— Work task —
Read the data below. Every line holding the string "credit" must be copied.
───── Records to process
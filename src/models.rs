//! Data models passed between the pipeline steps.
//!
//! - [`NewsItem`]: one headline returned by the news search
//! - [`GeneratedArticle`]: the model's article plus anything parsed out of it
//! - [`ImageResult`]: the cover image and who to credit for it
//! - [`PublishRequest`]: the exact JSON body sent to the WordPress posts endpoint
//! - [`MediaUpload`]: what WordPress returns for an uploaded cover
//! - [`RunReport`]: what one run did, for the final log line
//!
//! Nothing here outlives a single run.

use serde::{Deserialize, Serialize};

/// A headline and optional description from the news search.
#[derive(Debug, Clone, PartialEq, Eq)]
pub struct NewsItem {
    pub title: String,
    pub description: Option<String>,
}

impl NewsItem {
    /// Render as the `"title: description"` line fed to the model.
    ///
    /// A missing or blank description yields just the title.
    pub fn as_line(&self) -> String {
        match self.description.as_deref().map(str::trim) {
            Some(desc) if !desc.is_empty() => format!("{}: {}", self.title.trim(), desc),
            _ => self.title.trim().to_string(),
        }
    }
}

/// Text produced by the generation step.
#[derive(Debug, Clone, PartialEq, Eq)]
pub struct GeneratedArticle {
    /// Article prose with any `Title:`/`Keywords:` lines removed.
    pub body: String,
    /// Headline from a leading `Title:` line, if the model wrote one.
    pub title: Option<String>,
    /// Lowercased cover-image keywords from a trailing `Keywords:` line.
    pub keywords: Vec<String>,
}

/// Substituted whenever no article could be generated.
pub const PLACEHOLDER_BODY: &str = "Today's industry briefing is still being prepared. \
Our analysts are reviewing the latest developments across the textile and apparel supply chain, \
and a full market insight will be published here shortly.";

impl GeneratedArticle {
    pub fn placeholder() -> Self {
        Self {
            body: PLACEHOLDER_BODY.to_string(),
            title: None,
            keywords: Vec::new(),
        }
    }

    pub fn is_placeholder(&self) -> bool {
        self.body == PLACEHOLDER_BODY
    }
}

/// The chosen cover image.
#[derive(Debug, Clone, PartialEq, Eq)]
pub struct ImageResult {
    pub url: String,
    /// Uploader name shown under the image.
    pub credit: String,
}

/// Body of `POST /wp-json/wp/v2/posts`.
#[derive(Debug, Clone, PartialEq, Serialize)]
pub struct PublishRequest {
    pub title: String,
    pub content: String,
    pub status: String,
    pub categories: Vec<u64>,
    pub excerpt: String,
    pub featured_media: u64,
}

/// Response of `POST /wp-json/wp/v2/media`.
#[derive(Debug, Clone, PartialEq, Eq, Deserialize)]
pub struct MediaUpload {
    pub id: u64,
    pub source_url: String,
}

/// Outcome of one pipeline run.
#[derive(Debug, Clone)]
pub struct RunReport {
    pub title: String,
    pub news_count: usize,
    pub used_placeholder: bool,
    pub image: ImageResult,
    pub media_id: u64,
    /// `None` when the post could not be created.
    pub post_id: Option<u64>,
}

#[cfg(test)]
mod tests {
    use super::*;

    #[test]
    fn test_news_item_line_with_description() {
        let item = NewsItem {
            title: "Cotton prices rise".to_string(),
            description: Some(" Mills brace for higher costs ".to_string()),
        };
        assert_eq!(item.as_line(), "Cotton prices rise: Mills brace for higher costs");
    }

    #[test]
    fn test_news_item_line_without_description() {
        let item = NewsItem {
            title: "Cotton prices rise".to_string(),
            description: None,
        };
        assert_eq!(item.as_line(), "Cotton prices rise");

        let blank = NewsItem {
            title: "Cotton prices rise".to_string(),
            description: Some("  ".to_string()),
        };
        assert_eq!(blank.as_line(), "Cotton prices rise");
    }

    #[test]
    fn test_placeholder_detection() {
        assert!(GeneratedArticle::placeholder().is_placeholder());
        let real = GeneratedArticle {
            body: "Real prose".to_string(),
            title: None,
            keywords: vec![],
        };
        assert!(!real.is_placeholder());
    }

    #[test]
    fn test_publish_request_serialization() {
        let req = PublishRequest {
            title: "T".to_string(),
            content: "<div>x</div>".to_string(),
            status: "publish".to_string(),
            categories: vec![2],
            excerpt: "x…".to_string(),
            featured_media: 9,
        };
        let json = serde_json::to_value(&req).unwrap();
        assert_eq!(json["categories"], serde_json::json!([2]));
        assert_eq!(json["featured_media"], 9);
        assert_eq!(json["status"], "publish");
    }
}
──────────
───── Records to process
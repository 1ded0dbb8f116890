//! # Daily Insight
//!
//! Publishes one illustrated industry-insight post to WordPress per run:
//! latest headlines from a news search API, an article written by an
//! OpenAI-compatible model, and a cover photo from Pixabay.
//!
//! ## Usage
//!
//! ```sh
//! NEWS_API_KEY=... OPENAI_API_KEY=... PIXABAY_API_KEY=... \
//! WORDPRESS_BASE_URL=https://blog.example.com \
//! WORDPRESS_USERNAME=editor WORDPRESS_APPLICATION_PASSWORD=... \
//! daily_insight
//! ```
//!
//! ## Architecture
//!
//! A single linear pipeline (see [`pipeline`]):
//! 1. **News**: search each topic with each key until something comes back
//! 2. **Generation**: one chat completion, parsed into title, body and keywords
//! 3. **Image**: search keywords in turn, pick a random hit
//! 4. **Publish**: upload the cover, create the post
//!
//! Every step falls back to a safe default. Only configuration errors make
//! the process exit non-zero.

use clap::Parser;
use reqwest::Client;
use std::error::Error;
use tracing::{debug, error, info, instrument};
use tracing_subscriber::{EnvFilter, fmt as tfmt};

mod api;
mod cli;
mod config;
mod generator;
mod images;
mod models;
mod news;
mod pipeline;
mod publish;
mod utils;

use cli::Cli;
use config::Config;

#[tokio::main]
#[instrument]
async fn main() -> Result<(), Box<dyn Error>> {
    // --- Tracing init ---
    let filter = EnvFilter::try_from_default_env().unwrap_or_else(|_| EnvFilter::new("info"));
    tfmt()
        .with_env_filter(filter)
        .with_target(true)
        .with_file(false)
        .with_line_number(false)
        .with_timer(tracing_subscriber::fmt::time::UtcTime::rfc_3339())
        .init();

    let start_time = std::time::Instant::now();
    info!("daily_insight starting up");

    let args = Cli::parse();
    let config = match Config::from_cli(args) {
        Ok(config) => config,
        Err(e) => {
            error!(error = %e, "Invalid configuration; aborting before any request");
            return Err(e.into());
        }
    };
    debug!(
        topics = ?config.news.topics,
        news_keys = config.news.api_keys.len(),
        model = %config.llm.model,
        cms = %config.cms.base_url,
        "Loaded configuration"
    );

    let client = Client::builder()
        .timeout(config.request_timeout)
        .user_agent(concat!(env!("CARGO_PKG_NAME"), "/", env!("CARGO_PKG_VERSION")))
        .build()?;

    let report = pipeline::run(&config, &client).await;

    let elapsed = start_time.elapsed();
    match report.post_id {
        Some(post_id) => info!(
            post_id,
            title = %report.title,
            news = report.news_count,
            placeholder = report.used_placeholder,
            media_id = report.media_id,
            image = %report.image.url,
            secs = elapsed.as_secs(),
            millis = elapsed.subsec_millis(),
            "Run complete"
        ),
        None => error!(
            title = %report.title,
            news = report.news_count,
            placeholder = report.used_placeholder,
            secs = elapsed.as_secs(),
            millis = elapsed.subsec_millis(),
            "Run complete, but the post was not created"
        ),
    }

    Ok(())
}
──────────
— Answer to the problem —
//! - [`ImageResult`]: the cover image and who to credit for it
    pub credit: String,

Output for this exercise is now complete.